_Provided records_
^^^^^^^^

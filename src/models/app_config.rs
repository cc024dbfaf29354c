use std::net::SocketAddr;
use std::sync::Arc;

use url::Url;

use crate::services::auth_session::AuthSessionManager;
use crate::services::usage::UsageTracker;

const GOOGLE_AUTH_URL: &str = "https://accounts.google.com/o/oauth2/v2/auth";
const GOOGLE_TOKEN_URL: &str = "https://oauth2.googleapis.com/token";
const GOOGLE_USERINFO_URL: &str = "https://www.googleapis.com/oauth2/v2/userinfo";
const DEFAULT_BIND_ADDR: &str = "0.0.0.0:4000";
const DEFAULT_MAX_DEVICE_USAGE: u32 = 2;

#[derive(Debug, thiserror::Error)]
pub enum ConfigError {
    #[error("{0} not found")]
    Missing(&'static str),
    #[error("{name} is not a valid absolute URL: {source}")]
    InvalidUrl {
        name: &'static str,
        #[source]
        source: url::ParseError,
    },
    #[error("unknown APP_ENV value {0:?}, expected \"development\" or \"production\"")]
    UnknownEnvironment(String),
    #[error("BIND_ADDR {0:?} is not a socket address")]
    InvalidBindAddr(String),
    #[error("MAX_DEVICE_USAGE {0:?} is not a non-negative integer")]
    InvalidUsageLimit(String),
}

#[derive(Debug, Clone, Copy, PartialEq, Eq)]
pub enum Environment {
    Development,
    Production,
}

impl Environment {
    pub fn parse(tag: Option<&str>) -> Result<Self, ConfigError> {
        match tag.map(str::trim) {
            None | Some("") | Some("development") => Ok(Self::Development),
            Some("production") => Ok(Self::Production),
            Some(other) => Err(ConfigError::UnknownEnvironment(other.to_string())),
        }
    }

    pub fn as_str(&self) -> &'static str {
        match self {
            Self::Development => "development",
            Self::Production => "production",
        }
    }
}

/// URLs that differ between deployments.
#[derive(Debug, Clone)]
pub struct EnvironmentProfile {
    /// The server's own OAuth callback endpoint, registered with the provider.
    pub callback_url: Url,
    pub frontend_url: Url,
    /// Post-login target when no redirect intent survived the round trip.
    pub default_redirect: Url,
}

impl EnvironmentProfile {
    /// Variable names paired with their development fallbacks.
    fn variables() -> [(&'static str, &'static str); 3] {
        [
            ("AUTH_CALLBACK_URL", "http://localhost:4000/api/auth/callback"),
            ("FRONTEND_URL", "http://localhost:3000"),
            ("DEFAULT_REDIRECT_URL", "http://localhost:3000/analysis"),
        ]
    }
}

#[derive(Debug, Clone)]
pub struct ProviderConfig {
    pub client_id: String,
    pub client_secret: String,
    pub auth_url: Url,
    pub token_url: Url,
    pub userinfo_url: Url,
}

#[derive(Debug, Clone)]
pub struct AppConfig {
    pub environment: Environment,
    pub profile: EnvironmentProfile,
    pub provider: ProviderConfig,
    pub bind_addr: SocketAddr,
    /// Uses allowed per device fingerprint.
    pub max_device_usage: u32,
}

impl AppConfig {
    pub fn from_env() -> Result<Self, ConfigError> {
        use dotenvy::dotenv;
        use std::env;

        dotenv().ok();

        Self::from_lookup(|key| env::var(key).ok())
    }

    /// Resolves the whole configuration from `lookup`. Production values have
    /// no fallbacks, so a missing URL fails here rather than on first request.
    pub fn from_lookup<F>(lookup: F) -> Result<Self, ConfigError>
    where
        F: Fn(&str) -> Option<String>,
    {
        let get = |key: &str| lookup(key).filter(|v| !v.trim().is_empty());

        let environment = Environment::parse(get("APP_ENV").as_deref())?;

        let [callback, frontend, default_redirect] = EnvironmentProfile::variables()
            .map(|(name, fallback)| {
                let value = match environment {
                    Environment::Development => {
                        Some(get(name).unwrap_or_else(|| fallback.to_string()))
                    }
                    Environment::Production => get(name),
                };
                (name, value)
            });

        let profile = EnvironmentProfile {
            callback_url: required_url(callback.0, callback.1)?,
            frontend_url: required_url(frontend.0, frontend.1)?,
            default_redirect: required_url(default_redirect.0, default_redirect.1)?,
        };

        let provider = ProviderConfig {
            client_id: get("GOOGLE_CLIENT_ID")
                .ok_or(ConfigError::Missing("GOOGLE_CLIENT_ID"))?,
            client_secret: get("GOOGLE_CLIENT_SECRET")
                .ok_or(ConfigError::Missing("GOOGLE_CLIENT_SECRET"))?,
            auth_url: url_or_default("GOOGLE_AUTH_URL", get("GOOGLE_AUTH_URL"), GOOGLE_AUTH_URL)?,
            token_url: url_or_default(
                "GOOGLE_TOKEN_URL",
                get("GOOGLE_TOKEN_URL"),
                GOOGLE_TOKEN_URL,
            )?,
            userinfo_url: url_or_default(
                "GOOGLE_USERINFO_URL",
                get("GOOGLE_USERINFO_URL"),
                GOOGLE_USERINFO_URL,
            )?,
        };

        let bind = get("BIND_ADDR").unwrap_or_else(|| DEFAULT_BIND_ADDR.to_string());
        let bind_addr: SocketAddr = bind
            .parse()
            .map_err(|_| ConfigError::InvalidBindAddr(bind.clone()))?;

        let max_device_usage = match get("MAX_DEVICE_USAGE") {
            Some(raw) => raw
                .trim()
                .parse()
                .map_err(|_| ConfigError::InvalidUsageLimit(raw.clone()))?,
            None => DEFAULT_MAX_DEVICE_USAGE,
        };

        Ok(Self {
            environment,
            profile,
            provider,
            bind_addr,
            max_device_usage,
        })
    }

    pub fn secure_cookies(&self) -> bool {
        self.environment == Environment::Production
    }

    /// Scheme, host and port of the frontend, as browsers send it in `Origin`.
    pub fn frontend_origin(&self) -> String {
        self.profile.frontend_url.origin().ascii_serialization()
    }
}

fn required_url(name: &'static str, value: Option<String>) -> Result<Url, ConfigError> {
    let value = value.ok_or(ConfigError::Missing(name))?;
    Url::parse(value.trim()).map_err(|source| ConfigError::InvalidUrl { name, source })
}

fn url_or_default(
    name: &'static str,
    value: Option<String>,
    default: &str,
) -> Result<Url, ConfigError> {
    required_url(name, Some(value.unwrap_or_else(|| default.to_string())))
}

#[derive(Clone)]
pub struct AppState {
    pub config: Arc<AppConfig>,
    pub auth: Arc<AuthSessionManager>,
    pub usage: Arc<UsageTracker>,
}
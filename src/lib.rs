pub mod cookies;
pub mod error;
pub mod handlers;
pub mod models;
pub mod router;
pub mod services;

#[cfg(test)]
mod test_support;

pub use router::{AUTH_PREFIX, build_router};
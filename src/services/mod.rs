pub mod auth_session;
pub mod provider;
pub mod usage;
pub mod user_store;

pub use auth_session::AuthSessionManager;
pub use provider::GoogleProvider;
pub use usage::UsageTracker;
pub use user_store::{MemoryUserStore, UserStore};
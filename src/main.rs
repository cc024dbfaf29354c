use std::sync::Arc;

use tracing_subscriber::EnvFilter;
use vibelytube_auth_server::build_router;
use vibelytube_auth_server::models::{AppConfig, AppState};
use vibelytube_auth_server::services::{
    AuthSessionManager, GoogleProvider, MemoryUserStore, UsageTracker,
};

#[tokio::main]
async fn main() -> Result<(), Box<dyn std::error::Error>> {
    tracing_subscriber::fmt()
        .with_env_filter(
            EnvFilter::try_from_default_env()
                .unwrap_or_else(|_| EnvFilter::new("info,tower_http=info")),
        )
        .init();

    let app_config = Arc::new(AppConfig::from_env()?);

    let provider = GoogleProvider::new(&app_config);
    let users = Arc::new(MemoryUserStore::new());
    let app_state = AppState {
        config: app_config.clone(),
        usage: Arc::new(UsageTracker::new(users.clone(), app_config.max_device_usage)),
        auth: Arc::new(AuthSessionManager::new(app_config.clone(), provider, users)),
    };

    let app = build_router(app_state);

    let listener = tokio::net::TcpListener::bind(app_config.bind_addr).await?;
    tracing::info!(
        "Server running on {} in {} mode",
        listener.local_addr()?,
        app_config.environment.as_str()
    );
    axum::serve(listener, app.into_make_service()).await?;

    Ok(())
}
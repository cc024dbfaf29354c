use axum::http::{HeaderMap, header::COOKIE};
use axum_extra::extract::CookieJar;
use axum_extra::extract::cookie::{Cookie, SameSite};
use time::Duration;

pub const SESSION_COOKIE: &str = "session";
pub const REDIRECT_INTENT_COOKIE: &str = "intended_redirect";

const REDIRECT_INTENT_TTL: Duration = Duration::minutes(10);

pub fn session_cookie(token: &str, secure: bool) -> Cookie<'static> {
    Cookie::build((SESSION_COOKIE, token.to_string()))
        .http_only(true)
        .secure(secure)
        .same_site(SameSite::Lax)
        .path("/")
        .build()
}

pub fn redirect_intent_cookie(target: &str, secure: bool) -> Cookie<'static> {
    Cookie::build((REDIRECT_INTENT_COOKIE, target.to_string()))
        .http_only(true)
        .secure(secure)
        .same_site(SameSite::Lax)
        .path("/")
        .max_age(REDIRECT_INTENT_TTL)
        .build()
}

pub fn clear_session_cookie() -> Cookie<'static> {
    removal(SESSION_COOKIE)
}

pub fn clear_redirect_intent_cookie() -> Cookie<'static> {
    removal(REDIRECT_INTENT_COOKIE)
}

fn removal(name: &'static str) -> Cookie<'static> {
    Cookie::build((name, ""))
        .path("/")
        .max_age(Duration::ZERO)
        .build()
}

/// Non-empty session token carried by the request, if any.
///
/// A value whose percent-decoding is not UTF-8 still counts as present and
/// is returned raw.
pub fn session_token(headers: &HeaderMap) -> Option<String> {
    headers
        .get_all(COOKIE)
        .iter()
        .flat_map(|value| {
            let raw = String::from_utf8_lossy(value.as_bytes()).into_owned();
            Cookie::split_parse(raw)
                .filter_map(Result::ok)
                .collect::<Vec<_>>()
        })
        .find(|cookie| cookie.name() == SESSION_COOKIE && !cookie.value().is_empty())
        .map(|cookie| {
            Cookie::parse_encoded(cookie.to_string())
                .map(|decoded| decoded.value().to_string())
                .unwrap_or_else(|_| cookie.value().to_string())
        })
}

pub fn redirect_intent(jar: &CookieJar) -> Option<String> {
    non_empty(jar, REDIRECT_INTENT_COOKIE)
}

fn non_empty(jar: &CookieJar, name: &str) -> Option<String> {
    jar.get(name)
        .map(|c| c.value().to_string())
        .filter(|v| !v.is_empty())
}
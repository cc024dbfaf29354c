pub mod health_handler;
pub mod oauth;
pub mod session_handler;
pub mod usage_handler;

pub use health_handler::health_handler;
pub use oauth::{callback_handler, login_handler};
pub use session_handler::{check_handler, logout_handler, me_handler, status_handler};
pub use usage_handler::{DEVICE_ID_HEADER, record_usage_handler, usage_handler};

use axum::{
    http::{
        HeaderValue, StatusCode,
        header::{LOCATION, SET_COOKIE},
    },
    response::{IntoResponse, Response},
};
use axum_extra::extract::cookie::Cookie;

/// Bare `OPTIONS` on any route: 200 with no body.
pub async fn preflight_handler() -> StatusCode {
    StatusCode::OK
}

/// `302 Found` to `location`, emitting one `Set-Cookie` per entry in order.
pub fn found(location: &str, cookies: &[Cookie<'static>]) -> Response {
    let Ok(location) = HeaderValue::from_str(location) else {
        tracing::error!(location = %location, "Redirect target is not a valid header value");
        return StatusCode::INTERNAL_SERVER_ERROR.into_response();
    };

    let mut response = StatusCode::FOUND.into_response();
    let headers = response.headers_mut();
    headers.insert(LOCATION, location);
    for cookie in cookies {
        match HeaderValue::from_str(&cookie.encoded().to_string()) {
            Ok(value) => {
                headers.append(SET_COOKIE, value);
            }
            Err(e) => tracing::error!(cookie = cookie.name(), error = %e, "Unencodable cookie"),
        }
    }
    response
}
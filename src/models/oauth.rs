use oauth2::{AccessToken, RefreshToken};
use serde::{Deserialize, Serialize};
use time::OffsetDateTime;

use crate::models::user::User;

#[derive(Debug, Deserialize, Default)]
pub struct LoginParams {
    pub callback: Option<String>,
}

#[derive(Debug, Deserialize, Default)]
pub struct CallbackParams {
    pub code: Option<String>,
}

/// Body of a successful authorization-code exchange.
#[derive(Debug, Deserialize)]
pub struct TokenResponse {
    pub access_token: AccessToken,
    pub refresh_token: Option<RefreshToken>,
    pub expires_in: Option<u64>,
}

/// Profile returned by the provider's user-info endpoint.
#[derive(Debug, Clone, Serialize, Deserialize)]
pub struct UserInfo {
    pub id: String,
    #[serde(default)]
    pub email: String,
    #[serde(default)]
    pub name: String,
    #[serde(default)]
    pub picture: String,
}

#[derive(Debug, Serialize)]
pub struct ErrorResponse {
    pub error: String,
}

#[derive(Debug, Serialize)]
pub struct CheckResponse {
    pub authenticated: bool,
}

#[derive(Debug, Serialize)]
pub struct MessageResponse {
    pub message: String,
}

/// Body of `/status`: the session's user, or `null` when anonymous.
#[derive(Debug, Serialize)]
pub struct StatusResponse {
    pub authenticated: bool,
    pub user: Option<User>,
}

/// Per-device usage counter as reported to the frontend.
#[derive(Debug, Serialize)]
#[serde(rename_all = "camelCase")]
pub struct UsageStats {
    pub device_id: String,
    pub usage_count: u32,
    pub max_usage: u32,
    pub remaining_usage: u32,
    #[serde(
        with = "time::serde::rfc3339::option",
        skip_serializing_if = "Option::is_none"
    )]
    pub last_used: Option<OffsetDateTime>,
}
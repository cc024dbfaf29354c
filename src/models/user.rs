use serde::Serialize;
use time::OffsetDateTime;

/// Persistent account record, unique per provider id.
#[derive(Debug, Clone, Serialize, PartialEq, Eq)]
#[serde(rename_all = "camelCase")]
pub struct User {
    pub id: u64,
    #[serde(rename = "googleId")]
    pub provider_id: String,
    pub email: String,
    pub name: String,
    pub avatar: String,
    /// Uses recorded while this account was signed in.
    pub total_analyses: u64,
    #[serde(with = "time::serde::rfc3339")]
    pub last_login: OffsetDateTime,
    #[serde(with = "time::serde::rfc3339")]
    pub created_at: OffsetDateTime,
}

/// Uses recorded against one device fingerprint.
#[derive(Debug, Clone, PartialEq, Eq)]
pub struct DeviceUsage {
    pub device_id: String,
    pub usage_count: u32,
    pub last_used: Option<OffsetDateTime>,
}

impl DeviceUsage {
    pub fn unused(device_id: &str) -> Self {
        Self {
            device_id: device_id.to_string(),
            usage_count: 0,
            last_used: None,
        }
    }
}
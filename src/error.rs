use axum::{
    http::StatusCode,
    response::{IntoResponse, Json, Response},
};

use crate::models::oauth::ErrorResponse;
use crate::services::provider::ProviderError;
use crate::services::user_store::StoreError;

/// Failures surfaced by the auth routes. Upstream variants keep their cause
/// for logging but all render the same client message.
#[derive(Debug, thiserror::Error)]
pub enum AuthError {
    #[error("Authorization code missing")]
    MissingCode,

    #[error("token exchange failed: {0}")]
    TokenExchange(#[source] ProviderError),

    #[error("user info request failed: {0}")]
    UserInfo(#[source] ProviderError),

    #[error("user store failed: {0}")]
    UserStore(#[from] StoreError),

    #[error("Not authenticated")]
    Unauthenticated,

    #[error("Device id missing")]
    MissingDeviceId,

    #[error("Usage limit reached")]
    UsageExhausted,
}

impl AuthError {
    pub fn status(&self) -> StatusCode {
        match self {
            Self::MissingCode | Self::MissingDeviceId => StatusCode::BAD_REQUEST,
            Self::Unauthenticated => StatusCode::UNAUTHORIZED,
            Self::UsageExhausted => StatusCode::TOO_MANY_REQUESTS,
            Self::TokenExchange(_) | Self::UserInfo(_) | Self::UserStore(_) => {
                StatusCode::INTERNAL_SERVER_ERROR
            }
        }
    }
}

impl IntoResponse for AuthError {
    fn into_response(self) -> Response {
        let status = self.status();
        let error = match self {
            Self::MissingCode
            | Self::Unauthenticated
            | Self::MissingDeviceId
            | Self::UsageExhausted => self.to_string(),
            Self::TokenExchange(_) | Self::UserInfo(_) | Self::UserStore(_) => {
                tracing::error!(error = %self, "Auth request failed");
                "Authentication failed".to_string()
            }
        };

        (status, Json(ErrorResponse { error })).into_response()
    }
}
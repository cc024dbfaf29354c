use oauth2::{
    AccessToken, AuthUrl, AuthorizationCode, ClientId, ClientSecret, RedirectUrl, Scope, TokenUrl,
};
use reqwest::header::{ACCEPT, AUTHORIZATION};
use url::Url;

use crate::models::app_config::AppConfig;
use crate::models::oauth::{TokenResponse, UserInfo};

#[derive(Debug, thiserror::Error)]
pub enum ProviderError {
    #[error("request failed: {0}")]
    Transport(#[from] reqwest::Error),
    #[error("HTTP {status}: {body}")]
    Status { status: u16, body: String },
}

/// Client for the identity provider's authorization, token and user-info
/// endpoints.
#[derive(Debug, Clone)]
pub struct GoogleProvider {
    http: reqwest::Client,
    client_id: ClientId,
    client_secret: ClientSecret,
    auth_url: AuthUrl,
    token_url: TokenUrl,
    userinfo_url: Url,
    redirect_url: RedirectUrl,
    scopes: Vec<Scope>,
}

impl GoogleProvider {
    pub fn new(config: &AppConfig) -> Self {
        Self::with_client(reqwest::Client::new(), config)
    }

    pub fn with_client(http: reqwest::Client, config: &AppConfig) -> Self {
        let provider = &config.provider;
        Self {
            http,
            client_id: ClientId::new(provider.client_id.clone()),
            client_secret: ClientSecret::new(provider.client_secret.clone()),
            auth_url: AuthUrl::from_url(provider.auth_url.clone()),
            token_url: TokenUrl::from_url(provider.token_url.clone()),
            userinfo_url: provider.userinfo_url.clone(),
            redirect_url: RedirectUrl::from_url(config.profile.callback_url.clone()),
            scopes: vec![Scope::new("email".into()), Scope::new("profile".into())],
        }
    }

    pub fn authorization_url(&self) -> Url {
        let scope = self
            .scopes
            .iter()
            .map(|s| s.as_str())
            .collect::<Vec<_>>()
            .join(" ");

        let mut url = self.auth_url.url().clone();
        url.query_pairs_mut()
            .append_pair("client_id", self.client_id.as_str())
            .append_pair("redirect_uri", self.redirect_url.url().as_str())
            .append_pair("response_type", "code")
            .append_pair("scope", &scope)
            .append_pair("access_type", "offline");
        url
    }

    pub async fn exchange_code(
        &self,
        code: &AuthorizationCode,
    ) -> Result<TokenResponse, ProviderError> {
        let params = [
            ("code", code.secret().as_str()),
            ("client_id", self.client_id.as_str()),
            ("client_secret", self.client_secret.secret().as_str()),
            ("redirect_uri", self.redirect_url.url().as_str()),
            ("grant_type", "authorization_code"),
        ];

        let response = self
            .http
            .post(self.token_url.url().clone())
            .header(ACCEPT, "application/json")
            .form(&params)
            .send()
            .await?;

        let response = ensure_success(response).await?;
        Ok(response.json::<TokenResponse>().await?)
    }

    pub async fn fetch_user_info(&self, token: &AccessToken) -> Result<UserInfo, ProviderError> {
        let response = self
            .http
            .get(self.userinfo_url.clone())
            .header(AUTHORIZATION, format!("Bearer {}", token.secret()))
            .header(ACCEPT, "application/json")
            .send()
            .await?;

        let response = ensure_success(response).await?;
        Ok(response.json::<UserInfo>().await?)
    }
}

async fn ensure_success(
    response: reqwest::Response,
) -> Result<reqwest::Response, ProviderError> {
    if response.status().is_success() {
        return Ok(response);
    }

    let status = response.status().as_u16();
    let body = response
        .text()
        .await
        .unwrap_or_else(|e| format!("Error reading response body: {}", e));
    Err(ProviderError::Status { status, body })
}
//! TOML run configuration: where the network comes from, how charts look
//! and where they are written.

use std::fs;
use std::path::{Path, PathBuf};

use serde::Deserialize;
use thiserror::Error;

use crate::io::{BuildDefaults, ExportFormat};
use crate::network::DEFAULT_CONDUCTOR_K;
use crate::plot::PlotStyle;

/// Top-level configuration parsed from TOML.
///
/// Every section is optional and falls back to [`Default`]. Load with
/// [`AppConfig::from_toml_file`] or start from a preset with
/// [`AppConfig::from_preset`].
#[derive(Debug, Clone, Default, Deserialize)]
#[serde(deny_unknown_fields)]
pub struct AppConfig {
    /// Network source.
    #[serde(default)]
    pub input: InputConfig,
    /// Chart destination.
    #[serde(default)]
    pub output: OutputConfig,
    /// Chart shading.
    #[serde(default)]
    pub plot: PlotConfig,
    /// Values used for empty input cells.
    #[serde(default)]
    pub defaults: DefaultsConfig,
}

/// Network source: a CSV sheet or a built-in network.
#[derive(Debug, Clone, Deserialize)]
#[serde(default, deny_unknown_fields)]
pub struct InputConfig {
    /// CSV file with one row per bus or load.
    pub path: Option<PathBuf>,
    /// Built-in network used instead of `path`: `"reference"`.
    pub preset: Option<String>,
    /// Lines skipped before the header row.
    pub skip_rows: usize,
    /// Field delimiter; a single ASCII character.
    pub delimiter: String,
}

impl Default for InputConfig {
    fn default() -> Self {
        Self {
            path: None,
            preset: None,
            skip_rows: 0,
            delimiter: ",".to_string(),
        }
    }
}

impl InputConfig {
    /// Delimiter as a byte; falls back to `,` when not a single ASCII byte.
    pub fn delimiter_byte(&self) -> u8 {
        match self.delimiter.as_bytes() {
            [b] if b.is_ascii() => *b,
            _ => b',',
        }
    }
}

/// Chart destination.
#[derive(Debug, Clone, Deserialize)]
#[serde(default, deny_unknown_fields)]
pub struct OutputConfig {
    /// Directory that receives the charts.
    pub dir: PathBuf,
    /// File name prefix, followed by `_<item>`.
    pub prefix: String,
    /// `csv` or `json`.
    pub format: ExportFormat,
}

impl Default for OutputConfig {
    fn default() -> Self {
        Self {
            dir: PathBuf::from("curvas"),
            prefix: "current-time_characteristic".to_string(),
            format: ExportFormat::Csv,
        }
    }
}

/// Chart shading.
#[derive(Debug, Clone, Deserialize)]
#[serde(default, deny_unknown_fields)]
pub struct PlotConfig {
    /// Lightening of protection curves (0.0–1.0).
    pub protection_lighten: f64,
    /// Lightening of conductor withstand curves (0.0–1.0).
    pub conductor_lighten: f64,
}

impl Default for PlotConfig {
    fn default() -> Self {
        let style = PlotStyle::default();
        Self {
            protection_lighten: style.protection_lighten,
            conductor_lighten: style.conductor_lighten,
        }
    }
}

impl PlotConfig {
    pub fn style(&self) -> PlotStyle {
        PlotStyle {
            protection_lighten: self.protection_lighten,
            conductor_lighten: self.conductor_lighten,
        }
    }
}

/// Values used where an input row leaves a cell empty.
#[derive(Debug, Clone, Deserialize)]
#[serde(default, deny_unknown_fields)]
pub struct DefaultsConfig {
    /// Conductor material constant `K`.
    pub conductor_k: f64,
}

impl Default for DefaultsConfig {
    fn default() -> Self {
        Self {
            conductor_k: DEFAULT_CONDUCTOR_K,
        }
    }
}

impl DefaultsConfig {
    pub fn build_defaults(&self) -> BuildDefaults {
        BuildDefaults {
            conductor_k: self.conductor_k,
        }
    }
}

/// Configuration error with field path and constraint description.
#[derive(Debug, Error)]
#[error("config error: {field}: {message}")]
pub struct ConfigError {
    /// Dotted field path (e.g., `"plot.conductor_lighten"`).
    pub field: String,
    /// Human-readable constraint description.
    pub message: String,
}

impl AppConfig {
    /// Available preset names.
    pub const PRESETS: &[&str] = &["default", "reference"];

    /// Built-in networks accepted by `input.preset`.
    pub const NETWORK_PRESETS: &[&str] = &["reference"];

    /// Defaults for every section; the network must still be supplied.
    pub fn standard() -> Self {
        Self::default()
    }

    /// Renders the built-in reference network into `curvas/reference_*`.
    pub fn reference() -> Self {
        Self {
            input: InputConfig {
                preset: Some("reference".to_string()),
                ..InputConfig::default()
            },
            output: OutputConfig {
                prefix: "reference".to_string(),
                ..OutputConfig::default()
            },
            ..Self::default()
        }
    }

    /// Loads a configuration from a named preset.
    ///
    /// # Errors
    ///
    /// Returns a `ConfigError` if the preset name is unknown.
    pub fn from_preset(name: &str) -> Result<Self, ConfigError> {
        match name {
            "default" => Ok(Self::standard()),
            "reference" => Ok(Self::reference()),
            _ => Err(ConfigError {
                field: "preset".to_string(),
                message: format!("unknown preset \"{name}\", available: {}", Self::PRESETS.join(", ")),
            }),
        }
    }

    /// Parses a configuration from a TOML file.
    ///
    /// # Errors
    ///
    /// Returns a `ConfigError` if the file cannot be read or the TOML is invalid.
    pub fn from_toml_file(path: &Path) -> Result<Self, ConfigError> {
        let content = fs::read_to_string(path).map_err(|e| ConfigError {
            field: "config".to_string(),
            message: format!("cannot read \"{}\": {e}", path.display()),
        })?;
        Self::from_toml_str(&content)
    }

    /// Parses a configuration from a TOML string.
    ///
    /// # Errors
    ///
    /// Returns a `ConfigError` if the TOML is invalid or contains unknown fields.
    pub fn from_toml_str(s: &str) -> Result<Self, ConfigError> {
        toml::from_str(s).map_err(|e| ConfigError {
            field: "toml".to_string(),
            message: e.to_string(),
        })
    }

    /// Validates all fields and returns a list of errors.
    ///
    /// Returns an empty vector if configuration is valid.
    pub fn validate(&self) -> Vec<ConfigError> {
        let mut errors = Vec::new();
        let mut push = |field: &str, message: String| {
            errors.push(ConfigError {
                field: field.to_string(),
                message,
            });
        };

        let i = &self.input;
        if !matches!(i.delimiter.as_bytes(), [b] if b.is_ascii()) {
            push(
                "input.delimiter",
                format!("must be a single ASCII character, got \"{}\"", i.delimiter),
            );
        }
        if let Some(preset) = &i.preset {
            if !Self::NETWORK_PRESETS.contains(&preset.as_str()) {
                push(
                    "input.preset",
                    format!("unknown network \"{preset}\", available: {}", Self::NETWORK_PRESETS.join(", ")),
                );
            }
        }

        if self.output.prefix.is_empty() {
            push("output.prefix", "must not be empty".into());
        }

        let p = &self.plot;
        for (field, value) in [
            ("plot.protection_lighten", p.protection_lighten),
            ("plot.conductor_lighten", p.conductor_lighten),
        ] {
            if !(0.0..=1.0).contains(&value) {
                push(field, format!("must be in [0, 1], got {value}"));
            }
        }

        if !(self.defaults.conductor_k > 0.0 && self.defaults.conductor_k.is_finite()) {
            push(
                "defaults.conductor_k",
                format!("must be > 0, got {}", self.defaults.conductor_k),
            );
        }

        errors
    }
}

^^^^^^^^

_Work instructions_
Output an exact copy of the lines beginning at the one that holds "be a single" and running through the final line of the records.

_Task output_
                format!("must be a single ASCII character, got \"{}\"", i.delimiter),
            );
        }
        if let Some(preset) = &i.preset {
            if !Self::NETWORK_PRESETS.contains(&preset.as_str()) {
                push(
                    "input.preset",
                    format!("unknown network \"{preset}\", available: {}", Self::NETWORK_PRESETS.join(", ")),
                );
            }
        }

        if self.output.prefix.is_empty() {
            push("output.prefix", "must not be empty".into());
        }

        let p = &self.plot;
        for (field, value) in [
            ("plot.protection_lighten", p.protection_lighten),
            ("plot.conductor_lighten", p.conductor_lighten),
        ] {
            if !(0.0..=1.0).contains(&value) {
                push(field, format!("must be in [0, 1], got {value}"));
            }
        }

        if !(self.defaults.conductor_k > 0.0 && self.defaults.conductor_k.is_finite()) {
            push(
                "defaults.conductor_k",
                format!("must be > 0, got {}", self.defaults.conductor_k),
            );
        }

        errors
    }
}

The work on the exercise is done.